Stony Point Fashion Park  is just one part of a $1.4 billion mall sale. (PHOTO: Evelyn Rupert)

Stony Point Fashion Park is just one part of a $1.4 billion mall sale. (PHOTO: Evelyn Rupert)

RICHMOND, Va. – A Connecticut REIT is on a shopping spree, and it has its eye on one of Richmond’s largest malls.

Starwood Capital Group will buy Stony Point Fashion Park in a $1.4 billion deal that also includes Norfolk’s MacArthur Center and five other malls owned by Michigan-based Taubman Centers. The deal, announced Wednesday, is expected to close in the fourth quarter.

Earlier this year, Taubman paid off a nearly $100 million mortgage backed by the 10-year-old Southside mall. The decision to pay down the loan was not linked with the mall’s forthcoming sale, Taubman spokesman Christopher Tennyson said.

“We call it recycling our capital,” Tennyson said. “We look for opportunities where we’ve created assets and capital, and we’re always willing to sell if we feel like we can get a price that makes it attractive for us to move forward and invest in other things.”

Click here to continue reading about the sale on RichmondBizSense.com.

13 comments

  • Karl Hott

    With the high rate of vacancies and turnover at Stony Point, I would hope the new owners solicit more mainstream retailers that actually sell products which the average shopper needs.

  • Mo Fiscal conservatism

    I’m going to miss having a mall around here that targets my class of shopper. The ones who like finer things and don’t need discount, chain stores like Macy’s. But I guess the Metro Richmond market is make up of the trashier consumer…

    • wendy

      Everyone loves the finer things in life, what make you think you are better than anyone else? In reality you probably haven’t even been to this mall, and even if you do have more than the average person, does that give you the right to call people trash? You may be up today but tomorrow you could be the trash that you call others.

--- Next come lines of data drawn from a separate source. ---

use std::sync::Arc;

use tracing::{info, warn};

use shopslots::compactor;
use shopslots::config::Config;
use shopslots::engine::Engine;

#[tokio::main]
async fn main() -> Result<(), Box<dyn std::error::Error>> {
    tracing_subscriber::fmt::init();

    let config = Config::from_env();
    shopslots::observability::init(config.metrics_port)?;

    let engine = Arc::new(Engine::open(&config)?);
    info!("shopslots started");
    info!("  data_dir: {}", config.data_dir.display());
    info!("  shops: {}", engine.shop_count());
    info!(
        "  compaction: every {}s past {} appends",
        config.compact_interval.as_secs(),
        config.compact_threshold
    );
    info!(
        "  metrics: {}",
        config
            .metrics_port
            .map_or("disabled".to_string(), |p| format!("http://0.0.0.0:{p}/metrics"))
    );

    let compactor_task = tokio::spawn(compactor::run_compactor(
        engine.clone(),
        config.compact_threshold,
        config.compact_interval,
    ));

    // Graceful shutdown on SIGTERM/ctrl-c
    #[cfg(unix)]
    {
        let mut sigterm =
            tokio::signal::unix::signal(tokio::signal::unix::SignalKind::terminate())?;
        tokio::select! {
            r = tokio::signal::ctrl_c() => r?,
            _ = sigterm.recv() => {}
        }
    }
    #[cfg(not(unix))]
    tokio::signal::ctrl_c().await?;

    info!("shutdown signal received");
    compactor_task.abort();
    if let Err(e) = engine.compact_wal().await {
        warn!("final compaction failed: {e}");
    }

    info!("shopslots stopped");
    Ok(())
}
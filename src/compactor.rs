use std::sync::Arc;
use std::time::Duration;

use tracing::{debug, warn};

use crate::engine::Engine;

/// Background task that rewrites the WAL once enough events piled up.
pub async fn run_compactor(engine: Arc<Engine>, threshold: u64, every: Duration) {
    let mut interval = tokio::time::interval(every);
    loop {
        interval.tick().await;
        compact_if_due(&engine, threshold).await;
    }
}

/// Compact when at least `threshold` events were appended since the last
/// compaction. Returns whether a compaction ran.
pub async fn compact_if_due(engine: &Engine, threshold: u64) -> bool {
    let appends = engine.wal_appends_since_compact().await;
    if appends < threshold {
        return false;
    }
    match engine.compact_wal().await {
        Ok(()) => {
            debug!(appends, "compactor ran");
            true
        }
        Err(e) => {
            warn!("WAL compaction failed: {e}");
            false
        }
    }
}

      • Mo Fiscal conservatism

        Wendy you’re correct that having more doesn’t make anyone better. But having better taste and a more sophisticated lifestyle does. Taking one thing and calling it another doesn’t prove any point.
        Go to Chesterfield Town Center and take a look at the average clientele. Compare that to the clientele of Stoney Point only a couple of years ago. You have your winners and your losers in life. The only people who say that isn’t true are either trust fund babies, or the latter.
        Checkmate

    • Concerned

      If your stuck up behind is so unhappy here, feel free to leave. In my experience those who make the most tend to be the ones wanting a “deal” or freebies. Get off your high horse before some one pushes you off. There is nothing trashy about those who shop at regular stores. Bet you we arent swimming in credit card debt or worried about our husbands losing their jobs in the next investment bubble!

  • carryann

    unless stores in these malls can start to compete with prices of online stores such as amazon and others theres no hope for malls in the future.Yes its great to hold something before you buy it but not to pay 20% more for it.People go to stores,see something then go online and buy it cheaper.And gerry your right,who goes to the mall to buy their art or fine china?

  • 1mstonib

    I appreciate a variety of stores. Short Pump has discount stores and a great variety. I would not consider it trashy.